Some years ago now we visited Roger Hiorn’s work Seizure in London. The Turner Prize nominated artist had turned the inside of an old council flat into a wondrous crystal grotto using copper sulphate. A deep blue crystal had broken off the work and on the floor. Isolated from the main body of crystallization, it was noticed and pocketed by an attentive and small child (Joe my son). Apparently lifeless, I started to think that the shard retained a stilled and latent energy, and that like a biological spore, it harbored a set virus-like instructions, derived from artist’s initial vision, that would lead to the birth of a new and unique art form. At home, I nurtured the deep blue spore and carefully encouraged it to germinate and so that it grew into its own unique, yet related ecology. Primed by its inherent chemistry and potential, it is Hiorn’s “Seizure”, and an unexpected extension of it, but also it is not, having emerged into, and representing, its own unique context.

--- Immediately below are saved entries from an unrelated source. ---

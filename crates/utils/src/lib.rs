pub mod pagination;
pub mod patch;
pub mod response;
//! Migrate-then-delete for project and task types.
//!
//! The plan is checked locally first so an incomplete mapping never reaches
//! the server; the server then migrates and deletes in one transaction.

use db::models::type_field::{MigrateType, MigrationResult, StatusCounts, StatusMapping};
use services::services::{migration_plan::MigrationPlan, workflow::Workflow};

use crate::{api::ApiClient, error::ClientError};

fn complete_plan(
    by_status: &StatusCounts,
    mappings: &[StatusMapping],
    target_workflow: &[String],
) -> Result<(), ClientError> {
    let plan = MigrationPlan::new(by_status, mappings, &Workflow::from_stored(target_workflow))?;
    plan.ensure_complete()?;
    Ok(())
}

impl ApiClient {
    pub async fn migrate_and_delete_project_type(
        &self,
        source_id: i64,
        target_id: i64,
        status_mappings: Vec<StatusMapping>,
    ) -> Result<MigrationResult, ClientError> {
        let stats = self.project_type_stats(source_id).await?;
        let target = self.get_project_type(target_id).await?;
        complete_plan(&stats.by_status, &status_mappings, &target.workflow)?;

        let result = self
            .migrate_project_type(
                source_id,
                &MigrateType {
                    target_type_id: target_id,
                    status_mappings,
                    delete_source: true,
                },
            )
            .await?;
        tracing::info!(
            source_id,
            target_id,
            migrated = result.migrated,
            "Project type migrated and deleted"
        );
        Ok(result)
    }

    pub async fn migrate_and_delete_task_type(
        &self,
        source_id: i64,
        target_id: i64,
        status_mappings: Vec<StatusMapping>,
    ) -> Result<MigrationResult, ClientError> {
        let stats = self.task_type_stats(source_id).await?;
        let target = self.get_task_type(target_id).await?;
        complete_plan(&stats.by_status, &status_mappings, &target.workflow)?;

        let result = self
            .migrate_task_type(
                source_id,
                &MigrateType {
                    target_type_id: target_id,
                    status_mappings,
                    delete_source: true,
                },
            )
            .await?;
        tracing::info!(
            source_id,
            target_id,
            migrated = result.migrated,
            "Task type migrated and deleted"
        );
        Ok(result)
    }
}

The Blue Chemical Ecosystem appears to change constantly in response to its environment, first emerging as tall and thin spikes, but later into other wonderful and unexpected forms. For example, it would appear that at the bottom the competition for space and “nutrition” is intense. In response, a new species has emerged, the surface dweller, which has evolved its own air bladders, allowing it to live on the air/liquid interface and thus toexploit this hitherto unoccupied domain.
Magical! How long do you think it will survive? Can it keep growing indefinitely?